_WORK TASK_:
Every line below that holds the string "refreshed" should be copied out.

_DATA EXTRACTS_:

//! Industry classification snapshot.

use std::collections::HashSet;
use std::sync::Arc;

use finstat_core::{
    Classification, Filter, FinstatError, ProviderLayout, RemoteFetcher, Result, TableStore,
    WriteOutcome, fields,
    tabular::{distinct_strings, string_values},
};
use polars::prelude::*;
use tracing::{info, instrument, warn};

use crate::normalize::normalize;

/// Persisted industry classification of every listed entity.
///
/// [`refresh`](Self::refresh) replaces the snapshot; every other method reads
/// the persisted table. Lookups that find nothing, including lookups before the
/// first refresh, log a warning and return `None` or an empty list.
pub struct IndustryCatalog {
    fetcher: Arc<dyn RemoteFetcher>,
    layout: Arc<dyn ProviderLayout>,
    store: Arc<dyn TableStore>,
    table: String,
}

impl std::fmt::Debug for IndustryCatalog {
    fn fmt(&self, f: &mut std::fmt::Formatter<'_>) -> std::fmt::Result {
        f.debug_struct("IndustryCatalog")
            .field("fetcher", &self.fetcher.name())
            .field("table", &self.table)
            .finish_non_exhaustive()
    }
}

impl IndustryCatalog {
    /// Create a catalog persisted in the `industry` table.
    #[must_use]
    pub fn new(
        fetcher: Arc<dyn RemoteFetcher>,
        layout: Arc<dyn ProviderLayout>,
        store: Arc<dyn TableStore>,
    ) -> Self {
        Self {
            fetcher,
            layout,
            store,
            table: "industry".to_string(),
        }
    }

    /// Persist the catalog under another table name.
    #[must_use]
    pub fn with_table(mut self, table: impl Into<String>) -> Self {
        self.table = table.into();
        self
    }

    /// Returns the catalog table name.
    #[must_use]
    pub fn table(&self) -> &str {
        &self.table
    }

    /// Fetch a fresh snapshot and replace the persisted catalog.
    ///
    /// Rows are de-duplicated by entity name, keeping the first, and sorted by
    /// class code then subclass code.
    ///
    /// # Errors
    /// Returns an error if the fetch, the renaming, or the write fails.
    #[instrument(skip(self), fields(table = %self.table))]
    pub async fn refresh(&self) -> Result<WriteOutcome> {
        let request = self.layout.classification();
        let raw = self.fetcher.fetch(&request.endpoint, &request.params).await?;
        let normalized = normalize(&raw, &self.layout.classification_dictionary(), &self.table)?;

        let mut rows = classifications(&normalized)?;
        let fetched = rows.len();
        let mut seen = HashSet::new();
        rows.retain(|row| seen.insert(row.name.clone()));
        rows.sort_by(|a, b| {
            (a.class_code.as_str(), a.subclass_code.as_str())
                .cmp(&(b.class_code.as_str(), b.subclass_code.as_str()))
        });
        if rows.len() < fetched {
            info!(dropped = fetched - rows.len(), "Dropped duplicate entity names");
        }

        self.store.replace(&self.table, &classification_frame(&rows)?).await
    }

    /// Returns every persisted classification in catalog order.
    ///
    /// # Errors
    /// Returns an error if the catalog table cannot be read.
    pub async fn classifications(&self) -> Result<Vec<Classification>> {
        classifications(&self.snapshot(&[]).await?)
    }

    /// Returns `(class_name, subclass_name)` of an entity.
    ///
    /// # Errors
    /// Returns an error if the catalog table cannot be read.
    pub async fn lookup_entity(&self, name: &str) -> Result<Option<(String, String)>> {
        let found = self.first_class(Filter::eq(fields::NAME, name)).await?;
        if found.is_none() {
            warn!(name, "Entity not found in catalog");
        }
        Ok(found)
    }

    /// Returns `(class_name, subclass_name)` for a subclass name.
    ///
    /// # Errors
    /// Returns an error if the catalog table cannot be read.
    pub async fn lookup_subclass(&self, subclass: &str) -> Result<Option<(String, String)>> {
        let found = self
            .first_class(Filter::eq(fields::SUBCLASS_NAME, subclass))
            .await?;
        if found.is_none() {
            warn!(subclass, "Subclass not found in catalog");
        }
        Ok(found)
    }

    /// Names of the entities in a subclass.
    ///
    /// # Errors
    /// Returns an error if the catalog table cannot be read.
    pub async fn entities_in_subclass(&self, subclass: &str) -> Result<Vec<String>> {
        self.values(Filter::eq(fields::SUBCLASS_NAME, subclass), fields::NAME)
            .await
    }

    /// Codes of the entities in a subclass.
    ///
    /// # Errors
    /// Returns an error if the catalog table cannot be read.
    pub async fn codes_in_subclass(&self, subclass: &str) -> Result<Vec<String>> {
        self.values(Filter::eq(fields::SUBCLASS_NAME, subclass), fields::CODE)
            .await
    }

    /// Names of the entities in a class.
    ///
    /// # Errors
    /// Returns an error if the catalog table cannot be read.
    pub async fn entities_in_class(&self, class: &str) -> Result<Vec<String>> {
        self.values(Filter::eq(fields::CLASS_NAME, class), fields::NAME)
            .await
    }

    /// Codes of the entities in a class.
    ///
    /// # Errors
    /// Returns an error if the catalog table cannot be read.
    pub async fn codes_in_class(&self, class: &str) -> Result<Vec<String>> {
        self.values(Filter::eq(fields::CLASS_NAME, class), fields::CODE)
            .await
    }

    /// Codes of the entities sharing the subclass of `name`, `name` included.
    ///
    /// # Errors
    /// Returns an error if the catalog table cannot be read.
    pub async fn peer_codes(&self, name: &str) -> Result<Vec<String>> {
        match self.lookup_entity(name).await? {
            Some((_, subclass)) => self.codes_in_subclass(&subclass).await,
            None => Ok(Vec::new()),
        }
    }

    /// Every entity name, in catalog order.
    ///
    /// # Errors
    /// Returns an error if the catalog table cannot be read.
    pub async fn entity_names(&self) -> Result<Vec<String>> {
        names_in(&self.snapshot(&[]).await?, fields::NAME)
    }

    /// Every class name, in catalog order.
    ///
    /// # Errors
    /// Returns an error if the catalog table cannot be read.
    pub async fn class_names(&self) -> Result<Vec<String>> {
        names_in(&self.snapshot(&[]).await?, fields::CLASS_NAME)
    }

    /// Subclass names of a class, in catalog order.
    ///
    /// # Errors
    /// Returns an error if the catalog table cannot be read.
    pub async fn subclass_names(&self, class: &str) -> Result<Vec<String>> {
        let subclasses = names_in(
            &self.snapshot(&[Filter::eq(fields::CLASS_NAME, class)]).await?,
            fields::SUBCLASS_NAME,
        )?;
        if subclasses.is_empty() {
            warn!(class, "Class not found in catalog");
        }
        Ok(subclasses)
    }

    /// Reads the persisted snapshot; a catalog never refreshed reads as empty.
    async fn snapshot(&self, filters: &[Filter]) -> Result<DataFrame> {
        match self.store.query(&self.table, filters).await {
            Err(FinstatError::TableNotFound(_)) => {
                warn!(table = %self.table, "Catalog has not been refreshed");
                Ok(DataFrame::empty())
            }
            other => other,
        }
    }

    async fn first_class(&self, filter: Filter) -> Result<Option<(String, String)>> {
        let rows = self.snapshot(&[filter]).await?;
        if rows.height() == 0 {
            return Ok(None);
        }
        let classes = string_values(&rows, fields::CLASS_NAME)?;
        let subclasses = string_values(&rows, fields::SUBCLASS_NAME)?;
        Ok(classes
            .into_iter()
            .zip(subclasses)
            .find_map(|(class, subclass)| Some((class?, subclass?))))
    }

    async fn values(&self, filter: Filter, column: &str) -> Result<Vec<String>> {
        let label = format!("{filter:?}");
        let rows = self.snapshot(&[filter]).await?;
        let values: Vec<String> = if rows.height() == 0 {
            Vec::new()
        } else {
            string_values(&rows, column)?.into_iter().flatten().collect()
        };
        if values.is_empty() {
            warn!(filter = %label, "No catalog entries match");
        }
        Ok(values)
    }
}

/// Distinct values of a catalog column; an empty snapshot has none.
fn names_in(df: &DataFrame, column: &str) -> Result<Vec<String>> {
    if df.height() == 0 {
        return Ok(Vec::new());
    }
    distinct_strings(df, column)
}

/// Reads catalog rows; rows without a code or name are skipped.
fn classifications(df: &DataFrame) -> Result<Vec<Classification>> {
    if df.height() == 0 {
        return Ok(Vec::new());
    }
    let codes = string_values(df, fields::CODE)?;
    let names = string_values(df, fields::NAME)?;
    let class_codes = string_values(df, fields::CLASS_CODE)?;
    let class_names = string_values(df, fields::CLASS_NAME)?;
    let subclass_codes = string_values(df, fields::SUBCLASS_CODE)?;
    let subclass_names = string_values(df, fields::SUBCLASS_NAME)?;

    let mut rows = Vec::with_capacity(df.height());
    for i in 0..df.height() {
        let (Some(code), Some(name)) = (codes[i].clone(), names[i].clone()) else {
            continue;
        };
        rows.push(Classification {
            code,
            name,
            class_code: class_codes[i].clone().unwrap_or_default(),
            class_name: class_names[i].clone().unwrap_or_default(),
            subclass_code: subclass_codes[i].clone().unwrap_or_default(),
            subclass_name: subclass_names[i].clone().unwrap_or_default(),
        });
    }
    Ok(rows)
}

fn classification_frame(rows: &[Classification]) -> Result<DataFrame> {
    if rows.is_empty() {
        return Ok(DataFrame::empty());
    }
    Ok(DataFrame::new(vec![
        text_column(fields::CODE, rows, |r| r.code.as_str()),
        text_column(fields::NAME, rows, |r| r.name.as_str()),
        text_column(fields::CLASS_CODE, rows, |r| r.class_code.as_str()),
        text_column(fields::CLASS_NAME, rows, |r| r.class_name.as_str()),
        text_column(fields::SUBCLASS_CODE, rows, |r| r.subclass_code.as_str()),
        text_column(fields::SUBCLASS_NAME, rows, |r| r.subclass_name.as_str()),
    ])?)
}

fn text_column(name: &str, rows: &[Classification], get: fn(&Classification) -> &str) -> Column {
    Column::new(name.into(), rows.iter().map(get).collect::<Vec<&str>>())
}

_RESPONSE BOX_:
    /// Reads the persisted snapshot; a catalog never refreshed reads as empty.
                warn!(table = %self.table, "Catalog has not been refreshed");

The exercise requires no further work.